Juan Pablo II Magno- Oración
Resulta fácil comprender que si, para un cristiano ordinario, la oración es una forma directa de relacionarse con Dios, para un Papa ha de suponer algo más.
Comprender tal realidad espiritual fue una de las labores más destacadas de las llevadas a cabo por Juan Pablo II Magno.
Así, podía dejar escrito (en la Carta apostólica Dies Domini, DD, de 1998) que “En realidad toda la vida del hombre y todo su tiempo deben ser vividos como alabanza y agradecimiento al Creador”.
Pero, con ser esto importante, continuaba diciendo que, en realidad, “La relación del hombre con Dios necesita también momentos de oración explícita, en los que dicha relación se convierte en diálogo intenso, que implica todas las dimensiones de la persona” (DD 15)
De aquí que no sea suficiente, digamos, el mantener un estado de oración simple, sino que “Se equivoca quien piense que el común de los cristianos se puede conformar con una oración superficial, incapaz de llenar su vida. Especialmente ante tantos modos en que el mundo de hoy pone a prueba su fe, no sólo serían cristianos mediocres, sino cristianos con riesgo” (Carta apostólica Novo millennio ineunte, NMI, de 2001) (34)
Por tanto, la oración ha de tener la suficiente “creencia”, tener la suficiente fe como para que pueda tenerse por amada y querida pues no ha de servir la mera repetición memorística de frases sino el verdadero sentir hacia Dios.
En nuestra existencia, por mucho que a veces no comprendamos esto, también la oración nos es útil y necesaria. Por eso dice el Papa polaco “!No tengáis miedo de dar vuestro tiempo a Cristo¡ para que Él lo pueda iluminar y dirigir (…) El tiempo ofrecido a Cristo nunca es un tiempo perdido, sino más bien ganado para la humanización profunda de nuestras relaciones y de nuestra vida” (DD 7)
Y esto porque, si así lo hiciéramos, “Nuestro testimonio sería enormemente deficiente si nosotros no fuésemos los primeros contempladores del rostro de Cristo” (NMI 15)
Pero, en realidad, ¿Sobre qué aspectos espirituales se asienta la oración?
Resulta importante, para comprender tan trascendental tema, lo siguiente: “Aprender la lógica trinitaria de la oración cristiana, viviéndola plenamente ante todo en la liturgia, cumbre y fuente de la vida eclesial, pero también de la experiencia personal, es el secreto de un cristianismo realmente vital, que no tiene motivos para temer el futuro, porque vuelve continuamente a las fuentes y se regenera en ellas” (NMI 13)
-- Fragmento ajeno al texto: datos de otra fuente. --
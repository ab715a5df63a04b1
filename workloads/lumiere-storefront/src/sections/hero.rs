//! Hero carousel section.

use lumiere_sdk::lumiere_carousel::motion::{frame, Phase, SpringTransition};
use lumiere_sdk::lumiere_carousel::{Direction, Slide};
use lumiere_sdk::lumiere_core::html_escape;
use serde::Serialize;

use crate::pages::HomeView;

/// State handed to the client script as JSON.
#[derive(Debug, Serialize)]
struct CarouselBootstrap<'a> {
    active_index: usize,
    direction: Direction,
    slide_count: usize,
    autoplay_ms: u64,
    tick_href: String,
    /// Base URL for swipe reports; the script appends `offset,velocity`.
    swipe_href: String,
    enter_from: Option<&'a str>,
}

/// Render the carousel for `view`.
///
/// The active slide is centered. When this request moved the carousel, the
/// outgoing slide is rendered too and both carry their target frames in
/// `data-to`, which the client script applies on the next animation frame.
pub fn render_hero(view: &HomeView, autoplay_ms: u64, slide_offset: f64) -> String {
    let state = view.engine.state();
    let spring = SpringTransition::default();
    let transition_css = spring.to_css();

    let mut slides = String::new();
    if let Some(outgoing) = view.outgoing.and_then(|i| view.deck.get(i)) {
        let from = frame(Phase::Center, state.direction, slide_offset);
        let to = frame(Phase::Exit, state.direction, slide_offset);
        slides.push_str(&render_slide(outgoing, "outgoing", &from.to_css(), &to.to_css(), &transition_css, &spring));
    }
    if let Some(active) = view.deck.get(state.active_index) {
        let center = frame(Phase::Center, state.direction, slide_offset).to_css();
        let from = if view.outgoing.is_some() {
            frame(Phase::Enter, state.direction, slide_offset).to_css()
        } else {
            center.clone()
        };
        slides.push_str(&render_slide(active, "active", &from, &center, &transition_css, &spring));
    }

    let indicators: String = (0..view.deck.len())
        .map(|i| {
            format!(
                r#"<a class="indicator{}" href="{}" aria-label="Slide {}"></a>"#,
                if i == state.active_index { " active" } else { "" },
                html_escape(&view.jump_href(i)),
                i + 1
            )
        })
        .collect();

    let bootstrap = CarouselBootstrap {
        active_index: state.active_index,
        direction: state.direction,
        slide_count: view.engine.slide_count(),
        autoplay_ms,
        tick_href: view.tick_href(),
        swipe_href: format!("{}&swipe=", view.state_href()),
        enter_from: view.outgoing.map(|_| state.direction.as_str()),
    };
    let bootstrap_json = serde_json::to_string(&bootstrap)
        .unwrap_or_default()
        .replace("</", "<\\/");

    format!(
        r#"<section class="hero" data-section="hero" data-active="{}">
    <div class="hero-track">{}
    </div>
    <a class="hero-arrow prev" href="{}" aria-label="Previous slide">&#8249;</a>
    <a class="hero-arrow next" href="{}" aria-label="Next slide">&#8250;</a>
    <div class="hero-indicators">{}</div>
    <script type="application/json" id="carousel-state">{}</script>
</section>"#,
        state.active_index,
        slides,
        html_escape(&view.previous_href()),
        html_escape(&view.next_href()),
        indicators,
        bootstrap_json
    )
}

fn render_slide(
    slide: &Slide,
    role: &str,
    from_css: &str,
    to_css: &str,
    transition_css: &str,
    spring: &SpringTransition,
) -> String {
    format!(
        r#"
        <div class="hero-slide {}" data-slide-id="{}" style="{} transition: {};" data-to="{}">
            <div class="hero-image" style="background-image: url('{}'); animation-duration: {}s; --zoom-from: {};"></div>
            <div class="hero-overlay"></div>
            <div class="hero-content">
                <span class="hero-subtitle">{}</span>
                <h1 class="hero-title">{}</h1>
                <p class="hero-description">{}</p>
                <a href="{}" class="hero-cta">{}</a>
            </div>
        </div>"#,
        role,
        slide.id,
        from_css,
        transition_css,
        html_escape(to_css),
        html_escape(&slide.image_url),
        spring.zoom_duration,
        spring.zoom_from,
        html_escape(&slide.subtitle),
        html_escape(&slide.title),
        html_escape(&slide.description),
        html_escape(&slide.cta_href),
        html_escape(&slide.cta_label)
    )
}

#[cfg(test)]
mod tests {
    use super::*;
    use lumiere_sdk::lumiere_core::{CarouselSettings, Method, RequestContext};

    fn view(path: &str) -> HomeView {
        let ctx = RequestContext::new(Method::Get, path);
        HomeView::from_request(&ctx, &CarouselSettings::default()).unwrap()
    }

    #[test]
    fn test_initial_render_is_centered() {
        let html = render_hero(&view("/"), 6000, 1000.0);
        assert!(html.contains("Timeless Elegance"));
        assert!(!html.contains("outgoing"));
        assert!(html.contains("transform: translateX(0px); opacity: 1; z-index: 1;"));
        assert_eq!(html.matches("class=\"indicator").count(), 3);
        assert!(html.contains(r#"class="indicator active" href="/?slide=0&amp;dir=forward&amp;to=0""#));
    }

    #[test]
    fn test_forward_move_renders_both_slides() {
        let html = render_hero(&view("/?slide=0&nav=next"), 6000, 1000.0);
        assert!(html.contains(r#"hero-slide outgoing" data-slide-id="1""#));
        assert!(html.contains(r#"hero-slide active" data-slide-id="2""#));
        // Incoming starts off to the right, outgoing heads left.
        assert!(html.contains("transform: translateX(1000px); opacity: 0;"));
        assert!(html.contains("data-to=\"transform: translateX(-1000px); opacity: 0; z-index: 0;\""));
    }

    #[test]
    fn test_bootstrap_json() {
        let html = render_hero(&view("/?slide=2&dir=backward"), 4500, 1000.0);
        let start = html.find(r#"id="carousel-state">"#).unwrap() + r#"id="carousel-state">"#.len();
        let end = html[start..].find("</script>").unwrap() + start;
        let json: serde_json::Value = serde_json::from_str(&html[start..end]).unwrap();
        assert_eq!(json["active_index"], 2);
        assert_eq!(json["direction"], "backward");
        assert_eq!(json["autoplay_ms"], 4500);
        assert_eq!(json["tick_href"], "/?slide=2&dir=backward&nav=tick");
        assert_eq!(json["swipe_href"], "/?slide=2&dir=backward&swipe=");
    }
}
Y, sin embargo, muy al contrario de lo que muchas veces se pretende, orar no ha de ser, exclusivamente, una puesta en práctica individual de lo que creemos. No. Muy al contrario, “Nuestras comunidades cristianas tienen que llegar a ser auténticas ‘escuelas de oración’, donde el encuentro con Cristo no se expresa únicamente en petición de ayuda, sino también en acción de gracias, de alabanza, adoración, contemplación, escucha y viveza de afecto hasta el arrebato del corazón. Una oración intensa que, sin embargo, no aparta del compromiso en la Historia: abriendo el corazón al amor de Dios, lo abra también al amor de los hermanos, y nos hace capaces de construir la Historia según el designio de Dios” (NMI 33)
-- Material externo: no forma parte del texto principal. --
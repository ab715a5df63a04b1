//! Shell-first streaming primitives for storefront pages.
//!
//! - `Shell` / `HeadContent` - Page frame rendered before any section
//! - `StreamingSink` - Enforces shell-before-sections ordering over any byte sink

mod shell;
mod sink;

pub use shell::*;
pub use sink::*;
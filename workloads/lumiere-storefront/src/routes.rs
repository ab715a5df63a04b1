//! Route table.

use lumiere_sdk::lumiere_core::{RouteConfig, WorkloadManifest};

pub const HOME: &str = "home";
pub const COLLECTION: &str = "collection";
pub const FONT: &str = "font";

pub fn manifest() -> WorkloadManifest {
    WorkloadManifest::new("lumiere-storefront", env!("CARGO_PKG_VERSION"))
        .with_route(RouteConfig::new("/", HOME))
        .with_route(RouteConfig::new("/collections/:kind", COLLECTION))
        .with_route(RouteConfig::new("/font", FONT))
}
Porque, además, es muy importante no olvidar la relación que hemos de mantener con nuestro prójimo porque “La oración, mientras impulsa al encuentro con el Altísimo, dispone también al encuentro con nuestro prójimo, ayudando a establecer con todos, sin discriminación alguna, relaciones de respeto, de comprensión, de estima y de amor” (Jornada Mundial de la Paz, 1992)
Por tanto, orar no es, o, mejor, no tiene consecuencias sólo para nosotros mismos, para nuestro corazón y nuestra especial relación con Dios sino que, además, supone una vía de comunicación con el otro, que espera de nosotros que se haga efectivo lo que, en la oración, pedimos y demandamos al Padre.
Y la mejor forma de orar es, sin duda alguna, dejarse llevar por el Espíritu Santo porque “Muchas veces, bajo la acción del Espíritu, la oración brota del corazón del hombre, no obstante las prohibiciones y persecuciones e incluso las proclamaciones oficiales sobre el carácter irreligioso o incluso ateo de la vida pública” (Encíclica Dominum et vivificantem, de 1996) (65)
Porque, por muchas prohibiciones que se puedan hacer, siempre ha de prevalecer el amor a Dios que, como fue el caso de Juan Pablo II Magno, brilló.